# Source data

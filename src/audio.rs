//! Streaming decode shared by the metadata probe, the waveform renderer and
//! the converter. Audio is pulled one packet at a time as interleaved `f32`,
//! so no caller ever holds a whole file in memory.

use std::any::Any;
use std::fs::File;
use std::panic::{AssertUnwindSafe, catch_unwind};
use std::path::Path;
use symphonia::core::audio::SampleBuffer;
use symphonia::core::codecs::{CODEC_TYPE_NULL, CodecParameters, Decoder, DecoderOptions};
use symphonia::core::errors::Error as SymphoniaError;
use symphonia::core::formats::{FormatOptions, FormatReader};
use symphonia::core::io::MediaSourceStream;
use symphonia::core::meta::MetadataOptions;
use symphonia::core::probe::Hint;
use thiserror::Error;

#[derive(Error, Debug)]
pub enum DecodeError {
    #[error("IO error: {0}")]
    Io(#[from] std::io::Error),
    #[error("Unsupported or unreadable stream: {0}")]
    Unsupported(String),
    #[error("No decodable audio track")]
    NoTrack,
    #[error("Decode error: {0}")]
    Decode(String),
}

/// Native stream parameters as reported by the container and codec.
#[derive(Debug, Clone, Copy, PartialEq)]
pub struct StreamInfo {
    pub sample_rate: Option<u32>,
    pub bits_per_sample: Option<u32>,
    pub channels: Option<usize>,
    pub total_frames: Option<u64>,
}

impl StreamInfo {
    fn from_params(params: &CodecParameters) -> Self {
        Self {
            sample_rate: params.sample_rate,
            bits_per_sample: params.bits_per_sample,
            channels: params.channels.map(|c| c.count()),
            total_frames: params.n_frames,
        }
    }

    /// Duration derived from frame count and rate, when both are known.
    pub fn duration_secs(&self) -> Option<f64> {
        match (self.total_frames, self.sample_rate) {
            (Some(frames), Some(rate)) if frames > 0 && rate > 0 => {
                Some(frames as f64 / rate as f64)
            }
            _ => None,
        }
    }
}

/// An open audio file yielding interleaved `f32` chunks.
pub struct AudioStream {
    format: Box<dyn FormatReader>,
    decoder: Box<dyn Decoder>,
    track_id: u32,
    info: StreamInfo,
    buf: Option<SampleBuffer<f32>>,
}

impl AudioStream {
    /// Probe the container and set up a decoder for its first audio track.
    pub fn open(path: &Path) -> Result<Self, DecodeError> {
        let file = File::open(path)?;
        let mss = MediaSourceStream::new(Box::new(file), Default::default());

        let mut hint = Hint::new();
        if let Some(ext) = path.extension().and_then(|e| e.to_str()) {
            hint.with_extension(ext);
        }

        let probed = symphonia::default::get_probe()
            .format(&hint, mss, &FormatOptions::default(), &MetadataOptions::default())
            .map_err(|e| DecodeError::Unsupported(e.to_string()))?;
        let format = probed.format;

        let track = format
            .tracks()
            .iter()
            .find(|t| t.codec_params.codec != CODEC_TYPE_NULL)
            .ok_or(DecodeError::NoTrack)?;
        let track_id = track.id;
        let info = StreamInfo::from_params(&track.codec_params);

        let decoder = symphonia::default::get_codecs()
            .make(&track.codec_params, &DecoderOptions::default())
            .map_err(|e| DecodeError::Unsupported(e.to_string()))?;

        Ok(Self {
            format,
            decoder,
            track_id,
            info,
            buf: None,
        })
    }

    pub fn info(&self) -> StreamInfo {
        self.info
    }

    /// Channel count; only guaranteed known after the first chunk for
    /// containers that leave it out of the header.
    pub fn channels(&self) -> Option<usize> {
        self.info.channels
    }

    /// Decode the next packet. An empty slice means end of stream.
    ///
    /// Corrupt packets are skipped, matching how players tolerate damaged files.
    pub fn read_chunk(&mut self) -> Result<&[f32], DecodeError> {
        Ok(self.read_frames()?.1)
    }

    /// Like [`read_chunk`](Self::read_chunk), paired with the channel count
    /// of the returned chunk so callers can walk frames while it is borrowed.
    pub fn read_frames(&mut self) -> Result<(usize, &[f32]), DecodeError> {
        loop {
            let packet = match self.format.next_packet() {
                Ok(packet) => packet,
                Err(SymphoniaError::IoError(e))
                    if e.kind() == std::io::ErrorKind::UnexpectedEof =>
                {
                    return Ok((self.channels().unwrap_or(1).max(1), &[]));
                }
                Err(SymphoniaError::ResetRequired) => {
                    return Ok((self.channels().unwrap_or(1).max(1), &[]));
                }
                Err(e) => return Err(DecodeError::Decode(e.to_string())),
            };

            if packet.track_id() != self.track_id {
                continue;
            }

            let decoded = match self.decoder.decode(&packet) {
                Ok(decoded) => decoded,
                Err(SymphoniaError::DecodeError(e)) => {
                    log::debug!("Skipping corrupt packet: {}", e);
                    continue;
                }
                Err(e) => return Err(DecodeError::Decode(e.to_string())),
            };

            if decoded.frames() == 0 {
                continue;
            }

            let spec = *decoded.spec();
            let channels = spec.channels.count();
            self.info.channels = Some(channels);
            if self.info.sample_rate.is_none() {
                self.info.sample_rate = Some(spec.rate);
            }

            let needed = decoded.capacity() * channels;
            let buf = match self.buf.take() {
                Some(buf) if buf.capacity() >= needed => buf,
                _ => SampleBuffer::<f32>::new(decoded.capacity() as u64, spec),
            };
            let buf = self.buf.insert(buf);
            buf.copy_interleaved_ref(decoded);
            return Ok((channels.max(1), buf.samples()));
        }
    }

    /// Count remaining frames by decoding to the end. Used when the container
    /// does not report a frame count.
    pub fn count_frames(mut self) -> Result<u64, DecodeError> {
        let mut total = 0u64;
        loop {
            let (channels, chunk) = self.read_frames()?;
            if chunk.is_empty() {
                return Ok(total);
            }
            total += (chunk.len() / channels) as u64;
        }
    }
}

/// Run decoder-driven work on `path`, turning a panic into `None`.
///
/// Symphonia and lofty can panic on malformed input; callers treat `None`
/// as a failure of that one file.
pub(crate) fn isolate_panic<T>(path: &Path, work: impl FnOnce() -> T) -> Option<T> {
    match catch_unwind(AssertUnwindSafe(work)) {
        Ok(value) => Some(value),
        Err(payload) => {
            log::error!("Decoder panicked on {}: {}", path.display(), panic_message(payload.as_ref()));
            None
        }
    }
}

pub(crate) fn panic_message(payload: &(dyn Any + Send)) -> String {
    if let Some(s) = payload.downcast_ref::<&str>() {
        (*s).to_string()
    } else if let Some(s) = payload.downcast_ref::<String>() {
        s.clone()
    } else {
        "unknown panic".to_string()
    }
}

#[cfg(test)]
pub(crate) mod test_support {
    use std::path::Path;

    /// Write a sine WAV of `secs` seconds at the given format.
    pub fn write_sine_wav(path: &Path, rate: u32, bits: u16, channels: u16, secs: f64) {
        let spec = hound::WavSpec {
            channels,
            sample_rate: rate,
            bits_per_sample: bits,
            sample_format: hound::SampleFormat::Int,
        };
        let mut writer = hound::WavWriter::create(path, spec).unwrap();
        let frames = (rate as f64 * secs).round() as usize;
        let amplitude = ((1i64 << (bits - 1)) - 1) as f64 * 0.5;
        for i in 0..frames {
            let t = i as f64 / rate as f64;
            let v = (amplitude * (2.0 * std::f64::consts::PI * 220.0 * t).sin()) as i32;
            for _ in 0..channels {
                writer.write_sample(v).unwrap();
            }
        }
        writer.finalize().unwrap();
    }

    pub fn ffmpeg_available() -> bool {
        std::process::Command::new("ffmpeg")
            .arg("-version")
            .stdout(std::process::Stdio::null())
            .stderr(std::process::Stdio::null())
            .status()
            .map(|s| s.success())
            .unwrap_or(false)
    }
}

#[cfg(test)]
mod tests {
    use super::test_support::write_sine_wav;
    use super::*;

    #[test]
    fn test_open_reports_native_format() {
        let dir = tempfile::tempdir().unwrap();
        let path = dir.path().join("kick.wav");
        write_sine_wav(&path, 48000, 24, 2, 0.5);

        let stream = AudioStream::open(&path).unwrap();
        let info = stream.info();
        assert_eq!(info.sample_rate, Some(48000));
        assert_eq!(info.bits_per_sample, Some(24));
        assert_eq!(info.channels, Some(2));
        assert_eq!(info.total_frames, Some(24000));
        assert!((info.duration_secs().unwrap() - 0.5).abs() < 1e-9);
    }

    #[test]
    fn test_read_chunks_until_empty() {
        let dir = tempfile::tempdir().unwrap();
        let path = dir.path().join("tone.wav");
        write_sine_wav(&path, 44100, 16, 1, 0.25);

        let mut stream = AudioStream::open(&path).unwrap();
        let mut samples = 0usize;
        loop {
            let chunk = stream.read_chunk().unwrap();
            if chunk.is_empty() {
                break;
            }
            assert!(chunk.iter().all(|s| s.abs() <= 1.0));
            samples += chunk.len();
        }
        assert_eq!(samples, 11025);
    }

    #[test]
    fn test_count_frames() {
        let dir = tempfile::tempdir().unwrap();
        let path = dir.path().join("tone.wav");
        write_sine_wav(&path, 44100, 16, 2, 0.1);
        let stream = AudioStream::open(&path).unwrap();
        assert_eq!(stream.count_frames().unwrap(), 4410);
    }

    #[test]
    fn test_read_frames_reports_channels() {
        let dir = tempfile::tempdir().unwrap();
        let path = dir.path().join("tone.wav");
        write_sine_wav(&path, 44100, 16, 2, 0.05);

        let mut stream = AudioStream::open(&path).unwrap();
        let (channels, chunk) = stream.read_frames().unwrap();
        assert_eq!(channels, 2);
        assert_eq!(chunk.len() % 2, 0);
        assert!(!chunk.is_empty());
    }

    #[test]
    fn test_isolate_panic_contains_failure() {
        let path = Path::new("/lib/broken.mp3");
        assert_eq!(isolate_panic(path, || 7), Some(7));
        let caught: Option<u32> = isolate_panic(path, || panic!("bad frame header"));
        assert_eq!(caught, None);
        let owned: Option<()> = isolate_panic(path, || panic!("{}", String::from("owned")));
        assert!(owned.is_none());
    }

    #[test]
    fn test_open_garbage_is_unsupported() {
        let dir = tempfile::tempdir().unwrap();
        let path = dir.path().join("snare.mp3");
        std::fs::write(&path, b"definitely not an mpeg stream").unwrap();
        assert!(AudioStream::open(&path).is_err());
    }

    #[test]
    fn test_open_missing_is_io() {
        let err = AudioStream::open(Path::new("/nonexistent/x.wav")).err().unwrap();
        assert!(matches!(err, DecodeError::Io(_)));
    }
}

# Activity
Taking the entries above, write out exactly the lines starting with the line containing "let packet = match" and going on through the line containing "self.info.channels = Some(channels);", both included, and nothing else.

# Answer box
            let packet = match self.format.next_packet() {
                Ok(packet) => packet,
                Err(SymphoniaError::IoError(e))
                    if e.kind() == std::io::ErrorKind::UnexpectedEof =>
                {
                    return Ok((self.channels().unwrap_or(1).max(1), &[]));
                }
                Err(SymphoniaError::ResetRequired) => {
                    return Ok((self.channels().unwrap_or(1).max(1), &[]));
                }
                Err(e) => return Err(DecodeError::Decode(e.to_string())),
            };

            if packet.track_id() != self.track_id {
                continue;
            }

            let decoded = match self.decoder.decode(&packet) {
                Ok(decoded) => decoded,
                Err(SymphoniaError::DecodeError(e)) => {
                    log::debug!("Skipping corrupt packet: {}", e);
                    continue;
                }
                Err(e) => return Err(DecodeError::Decode(e.to_string())),
            };

            if decoded.frames() == 0 {
                continue;
            }

            let spec = *decoded.spec();
            let channels = spec.channels.count();
            self.info.channels = Some(channels);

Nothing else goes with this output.